## [Your objective]
Reproduce verbatim the line in which "into a person" occurs, together with each line that follows it to the end of the listing, and nothing more.
==*==
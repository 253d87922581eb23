//! Health record - what a person currently has active
//!
//! Only the live view the interpreter needs for its own conditions is kept
//! here. The full history is the event stream handed to the record sink.

use ahash::AHashMap;
use serde::{Deserialize, Serialize};

use crate::core::types::Timestamp;

/// Active codes of one clinical kind (conditions or medications)
#[derive(Debug, Clone, Default, Serialize, Deserialize)]
pub struct ActiveSet {
    /// code -> start time
    active: AHashMap<String, Timestamp>,
    /// originating state name -> code
    by_state: AHashMap<String, String>,
}

impl ActiveSet {
    /// Activate `code`; returns false if it was already active
    pub fn start(&mut self, code: &str, state: &str, time: Timestamp) -> bool {
        self.by_state.insert(state.to_string(), code.to_string());
        if self.active.contains_key(code) {
            return false;
        }
        self.active.insert(code.to_string(), time);
        true
    }

    /// Deactivate `code`; returns false if it was not active
    pub fn end(&mut self, code: &str) -> bool {
        self.active.remove(code).is_some()
    }

    pub fn is_active(&self, code: &str) -> bool {
        self.active.contains_key(code)
    }

    pub fn started_at(&self, code: &str) -> Option<Timestamp> {
        self.active.get(code).copied()
    }

    /// Code most recently started by the named state
    pub fn code_for_state(&self, state: &str) -> Option<&str> {
        self.by_state.get(state).map(String::as_str)
    }

    pub fn len(&self) -> usize {
        self.active.len()
    }

    pub fn is_empty(&self) -> bool {
        self.active.is_empty()
    }
}

#[derive(Debug, Clone, Default, Serialize, Deserialize)]
pub struct HealthRecord {
    pub conditions: ActiveSet,
    pub medications: ActiveSet,
    /// Name of the Encounter state that opened the current encounter
    pub encounter: Option<String>,
    /// symptom -> severity
    symptoms: AHashMap<String, f64>,
}

impl HealthRecord {
    pub fn new() -> Self {
        Self::default()
    }

    pub fn set_symptom(&mut self, symptom: &str, severity: f64) {
        self.symptoms.insert(symptom.to_string(), severity);
    }

    pub fn symptom(&self, symptom: &str) -> Option<f64> {
        self.symptoms.get(symptom).copied()
    }
}
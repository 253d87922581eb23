//! Seam for external collaborators
//!
//! Demographics, vital-sign models and similar data sources live outside the
//! interpreter. They write into the person through the same attribute store
//! and vital-sign contract the module states use.

use crate::core::types::Timestamp;
use crate::entity::person::Person;

/// Writes externally computed facts into a person
///
/// Shared by every worker, hence `Sync`. Implementations that need randomness
/// must draw from `person.rng` to keep the run reproducible.
pub trait Collaborator: Sync {
    /// Called once before the first tick; may also move `person.birth`
    fn on_birth(&self, _person: &mut Person) {}

    /// Called at the start of every tick, before any module is stepped
    fn before_tick(&self, _person: &mut Person, _time: Timestamp) {}
}

/// Collaborator that writes nothing
#[derive(Debug, Clone, Copy, Default)]
pub struct NoCollaborators;

impl Collaborator for NoCollaborators {}

impl<T: Collaborator + ?Sized> Collaborator for &T {
    fn on_birth(&self, person: &mut Person) {
        (**self).on_birth(person)
    }

    fn before_tick(&self, person: &mut Person, time: Timestamp) {
        (**self).before_tick(person, time)
    }
}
==*==
## [Your solution]
/// Writes externally computed facts into a person
///
/// Shared by every worker, hence `Sync`. Implementations that need randomness
/// must draw from `person.rng` to keep the run reproducible.
pub trait Collaborator: Sync {
    /// Called once before the first tick; may also move `person.birth`
    fn on_birth(&self, _person: &mut Person) {}

    /// Called at the start of every tick, before any module is stepped
    fn before_tick(&self, _person: &mut Person, _time: Timestamp) {}
}

/// Collaborator that writes nothing
#[derive(Debug, Clone, Copy, Default)]
pub struct NoCollaborators;

impl Collaborator for NoCollaborators {}

impl<T: Collaborator + ?Sized> Collaborator for &T {
    fn on_birth(&self, person: &mut Person) {
        (**self).on_birth(person)
    }

    fn before_tick(&self, person: &mut Person, time: Timestamp) {
        (**self).before_tick(person, time)
    }
}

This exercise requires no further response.